### ASSIGNED TASK
For the word "next", return each line of the data in which it occurs.

### AVAILABLE RECORDS
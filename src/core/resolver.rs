//! Resolution of conversion rates with caching, circuit breaking and fallback

use crate::core::breaker::{BreakerSnapshot, CircuitBreaker};
use crate::core::cache::{RateCache, RateCacheEntry};
use crate::core::currency::{
    CurrencyRateProvider, FallbackReason, Origin, Provenance, RateKey, RateSource, Resolution,
};
use crate::core::error::ProviderError;
use crate::core::fallback::FallbackGraph;
use anyhow::Result;
use async_trait::async_trait;
use std::collections::HashMap;
use std::sync::Arc;
use tokio::sync::Mutex;
use tracing::{debug, instrument, warn};

/// Resolves `base -> target` rates. Owns its cache and breaker; the
/// provider and fallback table are injected.
pub struct RateResolver {
    source: Arc<dyn RateSource>,
    fallback: FallbackGraph,
    cache: RateCache,
    breaker: CircuitBreaker,
    in_flight: Mutex<HashMap<RateKey, Arc<Mutex<()>>>>,
}

impl RateResolver {
    pub fn new(
        source: Arc<dyn RateSource>,
        fallback: FallbackGraph,
        cache: RateCache,
        breaker: CircuitBreaker,
    ) -> Self {
        Self {
            source,
            fallback,
            cache,
            breaker,
            in_flight: Mutex::new(HashMap::new()),
        }
    }

    /// Conversion multiplier such that `amount_in_target = amount_in_base * rate`.
    pub async fn resolve(&self, base: &str, target: &str) -> f64 {
        self.resolve_detailed(base, target).await.rate
    }

    #[instrument(name = "ResolveRate", skip(self))]
    pub async fn resolve_detailed(&self, base: &str, target: &str) -> Resolution {
        if base == target {
            return Resolution::identity();
        }

        let key = RateKey::new(base, target);
        if let Some(entry) = self.cache.get(&key).await {
            return Self::from_cache(entry);
        }

        // One provider sequence per key at a time; later callers re-check the cache.
        let flight = self.flight_lock(&key).await;
        let resolution = {
            let _guard = flight.lock().await;
            match self.cache.get(&key).await {
                Some(entry) => Self::from_cache(entry),
                None => self.resolve_uncached(key.clone()).await,
            }
        };
        self.release_flight(&key, flight).await;
        resolution
    }

    async fn resolve_uncached(&self, key: RateKey) -> Resolution {
        if !self.breaker.allows_request().await {
            return self.fall_back(key, FallbackReason::BreakerOpen).await;
        }

        match self.source.fetch_rate(&key.base, &key.target).await {
            Ok(rate) => {
                self.breaker.record_success().await;
                self.cache.put(key, rate, Provenance::Confirmed).await;
                debug!(rate, "Provider rate resolved");
                Resolution {
                    rate,
                    origin: Origin::Provider,
                }
            }
            Err(ProviderError::Unconfigured) => {
                debug!("No provider credential, using fallback rates");
                self.fall_back(key, FallbackReason::Unconfigured).await
            }
            Err(err) => {
                self.breaker.record_failure().await;
                warn!(error = %err, "Provider unavailable, using fallback rates");
                self.fall_back(key, FallbackReason::ProviderFailed).await
            }
        }
    }

    /// Current cache entry for a pair, expired or not.
    pub async fn cached(&self, base: &str, target: &str) -> Option<RateCacheEntry> {
        self.cache.peek(&RateKey::new(base, target)).await
    }

    pub async fn breaker(&self) -> BreakerSnapshot {
        self.breaker.snapshot().await
    }

    pub fn fallback(&self) -> &FallbackGraph {
        &self.fallback
    }

    fn from_cache(entry: RateCacheEntry) -> Resolution {
        Resolution {
            rate: entry.rate,
            origin: Origin::Cache(entry.provenance),
        }
    }

    async fn fall_back(&self, key: RateKey, reason: FallbackReason) -> Resolution {
        let resolution = match self.fallback.derive(&key.base, &key.target) {
            Some(rate) => Resolution {
                rate,
                origin: Origin::Fallback(reason),
            },
            None => {
                warn!(pair = %key, "No conversion rate found, using 1:1");
                Resolution {
                    rate: 1.0,
                    origin: Origin::Unresolvable(reason),
                }
            }
        };

        self.cache.put(key, resolution.rate, Provenance::Degraded).await;
        resolution
    }

    async fn flight_lock(&self, key: &RateKey) -> Arc<Mutex<()>> {
        let mut in_flight = self.in_flight.lock().await;
        Arc::clone(in_flight.entry(key.clone()).or_default())
    }

    /// Drops the per-key lock once no other caller holds or awaits it.
    async fn release_flight(&self, key: &RateKey, flight: Arc<Mutex<()>>) {
        let mut in_flight = self.in_flight.lock().await;
        // The map and `flight` itself account for two references
        if Arc::strong_count(&flight) <= 2 {
            in_flight.remove(key);
        }
        // Released under the map lock so the next caller sees an exact count
        drop(flight);
    }
}

#[async_trait]
impl CurrencyRateProvider for RateResolver {
    async fn get_rate(&self, from: &str, to: &str) -> Result<f64> {
        Ok(self.resolve(from, to).await)
    }
}
use crate::core::currency::{Provenance, RateKey};
use std::collections::HashMap;
use std::time::{Duration, Instant};
use tokio::sync::Mutex;
use tracing::debug;

#[derive(Debug, Clone, Copy, PartialEq)]
pub struct RateCacheEntry {
    pub rate: f64,
    /// `None` when the TTL reaches past what `Instant` can represent
    pub expires_at: Option<Instant>,
    pub provenance: Provenance,
}

impl RateCacheEntry {
    pub fn is_expired(&self) -> bool {
        self.expires_at
            .is_some_and(|expires_at| expires_at <= Instant::now())
    }
}

/// In-memory rate cache. Entries are never deleted; expired ones are ignored
/// on read and overwritten by the next resolution for the same key.
pub struct RateCache {
    inner: Mutex<HashMap<RateKey, RateCacheEntry>>,
    confirmed_ttl: Duration,
    degraded_ttl: Duration,
}

impl RateCache {
    pub fn new(confirmed_ttl: Duration, degraded_ttl: Duration) -> Self {
        Self {
            inner: Mutex::new(HashMap::new()),
            confirmed_ttl,
            degraded_ttl,
        }
    }

    pub fn ttl_for(&self, provenance: Provenance) -> Duration {
        match provenance {
            Provenance::Confirmed => self.confirmed_ttl,
            Provenance::Degraded => self.degraded_ttl,
        }
    }

    /// Returns the entry only if it has not expired.
    pub async fn get(&self, key: &RateKey) -> Option<RateCacheEntry> {
        let cache = self.inner.lock().await;
        match cache.get(key) {
            Some(entry) if entry.is_expired() => {
                debug!("Cache entry expired for key: {}", key);
                None
            }
            Some(entry) => {
                debug!("Cache HIT for key: {}", key);
                Some(*entry)
            }
            None => {
                debug!("Cache MISS for key: {}", key);
                None
            }
        }
    }

    /// Returns the stored entry even if expired.
    pub async fn peek(&self, key: &RateKey) -> Option<RateCacheEntry> {
        self.inner.lock().await.get(key).copied()
    }

    pub async fn put(&self, key: RateKey, rate: f64, provenance: Provenance) -> RateCacheEntry {
        let entry = RateCacheEntry {
            rate,
            expires_at: Instant::now().checked_add(self.ttl_for(provenance)),
            provenance,
        };

        let mut cache = self.inner.lock().await;
        debug!(%provenance, rate, "Cache PUT for key: {}", key);
        cache.insert(key, entry);
        entry
    }

    pub async fn len(&self) -> usize {
        self.inner.lock().await.len()
    }

    pub async fn is_empty(&self) -> bool {
        self.inner.lock().await.is_empty()
    }
}

impl Default for RateCache {
    fn default() -> Self {
        Self::new(Duration::from_secs(300), Duration::from_secs(30))
    }
}
//! Converting and summing amounts across currencies

use crate::core::currency::CurrencyRateProvider;
use anyhow::{Context, Result, anyhow};
use futures::future::join_all;
use rust_decimal::Decimal;
use rust_decimal::prelude::FromPrimitive;
use std::collections::HashMap;
use std::fmt::Display;
use std::str::FromStr;

#[derive(Debug, Clone, PartialEq, Eq)]
pub struct Amount {
    pub value: Decimal,
    pub currency: String,
}

impl Amount {
    pub fn new(value: Decimal, currency: &str) -> Self {
        Self {
            value,
            currency: currency.to_string(),
        }
    }
}

impl Display for Amount {
    fn fmt(&self, f: &mut std::fmt::Formatter<'_>) -> std::fmt::Result {
        write!(f, "{:.2} {}", self.value, self.currency)
    }
}

/// Parses `VALUE:CURRENCY`, e.g. `12.50:EUR`.
impl FromStr for Amount {
    type Err = anyhow::Error;

    fn from_str(s: &str) -> Result<Self, Self::Err> {
        let (value, currency) = s
            .split_once(':')
            .ok_or_else(|| anyhow!("Invalid amount '{}', expected VALUE:CURRENCY", s))?;
        if currency.is_empty() {
            return Err(anyhow!("Missing currency in amount '{}'", s));
        }
        let value = Decimal::from_str(value.trim())
            .with_context(|| format!("Invalid number in amount '{s}'"))?;
        Ok(Self::new(value, currency.trim()))
    }
}

/// Multiplies an amount by a floating point rate.
pub fn apply_rate(value: Decimal, rate: f64) -> Result<Decimal> {
    let rate =
        Decimal::from_f64(rate).ok_or_else(|| anyhow!("Rate {} is not representable", rate))?;
    value
        .checked_mul(rate)
        .ok_or_else(|| anyhow!("Overflow converting {} at rate {}", value, rate))
}

pub async fn convert_amount(
    provider: &dyn CurrencyRateProvider,
    amount: &Amount,
    target: &str,
) -> Result<Amount> {
    let rate = provider.get_rate(&amount.currency, target).await?;
    Ok(Amount::new(apply_rate(amount.value, rate)?, target))
}

/// Sum of `amounts` expressed in `target`. Each distinct source currency is
/// resolved once.
pub async fn total_in(
    provider: &dyn CurrencyRateProvider,
    amounts: &[Amount],
    target: &str,
) -> Result<Decimal> {
    let mut currencies: Vec<&str> = amounts.iter().map(|a| a.currency.as_str()).collect();
    currencies.sort_unstable();
    currencies.dedup();

    let rates = join_all(currencies.iter().map(|c| provider.get_rate(c, target))).await;
    let rates: HashMap<&str, f64> = currencies
        .into_iter()
        .zip(rates)
        .map(|(c, rate)| rate.map(|r| (c, r)))
        .collect::<Result<_>>()?;

    amounts.iter().try_fold(Decimal::ZERO, |total, amount| {
        let converted = apply_rate(amount.value, rates[amount.currency.as_str()])?;
        total
            .checked_add(converted)
            .ok_or_else(|| anyhow!("Overflow summing amounts"))
    })
}
use super::ui;
use crate::core::{RateResolver, Resolution};
use anyhow::Result;
use comfy_table::Cell;

pub fn display_rates(rows: &[(String, String, Resolution)]) -> String {
    let mut table = ui::new_styled_table();
    table.set_header(vec![
        ui::header_cell("Base"),
        ui::header_cell("Target"),
        ui::header_cell("Rate"),
        ui::header_cell("Source"),
    ]);

    for (base, target, resolution) in rows {
        table.add_row(vec![
            Cell::new(base),
            Cell::new(target),
            ui::number_cell(format!("{:.6}", resolution.rate)),
            ui::origin_cell(resolution.origin),
        ]);
    }

    table.to_string()
}

/// Resolves `base` against each target and prints a table.
pub async fn run(resolver: &RateResolver, base: &str, targets: &[String]) -> Result<()> {
    let mut rows = Vec::with_capacity(targets.len());
    for target in targets {
        let resolution = resolver.resolve_detailed(base, target).await;
        rows.push((base.to_string(), target.clone(), resolution));
    }

    println!("{}", display_rates(&rows));

    if rows.iter().any(|(_, _, r)| r.is_degraded()) {
        println!(
            "\n{}",
            ui::style_text(
                "Some rates are approximate: the live provider was not used.",
                ui::StyleType::Warning
            )
        );
    }
    Ok(())
}
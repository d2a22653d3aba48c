use tracing::level_filters::LevelFilter;
use tracing_subscriber::{
    EnvFilter, filter::Targets, fmt, prelude::__tracing_subscriber_SubscriberExt,
    util::SubscriberInitExt,
};

/// Installs the global subscriber. `RUST_LOG` overrides the level chosen by
/// `verbose`.
pub fn init_logging(verbose: bool) {
    let (level_filter, level) = if verbose {
        (LevelFilter::DEBUG, "debug")
    } else {
        (LevelFilter::WARN, "warn")
    };
    let app_filter = Targets::new()
        .with_target("fxrate", level_filter)
        .with_default(LevelFilter::WARN);
    let env_filter = EnvFilter::try_from_default_env().unwrap_or_else(|_| EnvFilter::new(level));

    tracing_subscriber::registry()
        .with(fmt::layer().pretty().without_time().with_writer(std::io::stderr))
        .with(app_filter)
        .with(env_filter)
        .init();
}
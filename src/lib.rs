pub mod cli;
pub mod core;
pub mod providers;

use crate::core::RateResolver;
use crate::core::config::AppConfig;
use crate::core::money::Amount;
use crate::providers::exchange_rate_api::ExchangeRateApiProvider;
use anyhow::Result;
use std::sync::Arc;
use tracing::{debug, info};

pub enum AppCommand {
    Rate { base: String, targets: Vec<String> },
    Convert { amount: Amount, target: String },
    Total { amounts: Vec<Amount>, target: String },
}

/// Wires the HTTP provider, fallback table, cache and breaker described by
/// `config` into a resolver.
pub fn build_resolver(config: &AppConfig) -> Result<RateResolver> {
    let provider = ExchangeRateApiProvider::from_config(&config.provider)?;
    info!(
        live = provider.is_configured(),
        "Rate provider initialised"
    );

    Ok(RateResolver::new(
        Arc::new(provider),
        config.fallback.build()?,
        config.cache.build(),
        config.breaker.build(),
    ))
}

pub async fn run_command(command: AppCommand, config_path: Option<&str>) -> Result<()> {
    let config = match config_path {
        Some(path) => AppConfig::load_from_path(path)?,
        None => AppConfig::load()?,
    };
    debug!("Loaded config: {config:#?}");

    let resolver = build_resolver(&config)?;

    match command {
        AppCommand::Rate { base, targets } => cli::rate::run(&resolver, &base, &targets).await,
        AppCommand::Convert { amount, target } => {
            cli::convert::run(&resolver, &amount, &target).await
        }
        AppCommand::Total { amounts, target } => {
            cli::convert::run_total(&resolver, &amounts, &target).await
        }
    }
}
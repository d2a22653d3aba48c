//! Core rate resolution logic

pub mod breaker;
pub mod cache;
pub mod config;
pub mod currency;
pub mod error;
pub mod fallback;
pub mod log;
pub mod money;
pub mod resolver;

// Re-export main types for cleaner imports
pub use currency::{CurrencyRateProvider, Origin, Provenance, RateSource, Resolution};
pub use error::ProviderError;
pub use resolver::RateResolver;
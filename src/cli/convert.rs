use super::ui;
use crate::core::RateResolver;
use crate::core::money::{Amount, apply_rate, total_in};
use anyhow::Result;

/// Converts a single amount and prints it.
pub async fn run(resolver: &RateResolver, amount: &Amount, target: &str) -> Result<()> {
    let resolution = resolver.resolve_detailed(&amount.currency, target).await;
    let converted = Amount::new(apply_rate(amount.value, resolution.rate)?, target);

    let note = format!("(rate {:.6}, {})", resolution.rate, resolution.origin);
    let note_style = if resolution.is_degraded() {
        ui::StyleType::Warning
    } else {
        ui::StyleType::TotalLabel
    };
    println!(
        "{} = {}  {}",
        amount,
        ui::style_text(&converted.to_string(), ui::StyleType::TotalValue),
        ui::style_text(&note, note_style)
    );
    Ok(())
}

/// Sums amounts in mixed currencies into `target` and prints the total.
pub async fn run_total(resolver: &RateResolver, amounts: &[Amount], target: &str) -> Result<()> {
    let total = total_in(resolver, amounts, target).await?;
    println!(
        "{} ({}): {}",
        ui::style_text("Total", ui::StyleType::Title),
        ui::style_text(target, ui::StyleType::TotalLabel),
        ui::style_text(&format!("{total:.2}"), ui::StyleType::TotalValue)
    );
    Ok(())
}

### RESPONSE
        // Released under the map lock so the next caller sees an exact count
/// on read and overwritten by the next resolution for the same key.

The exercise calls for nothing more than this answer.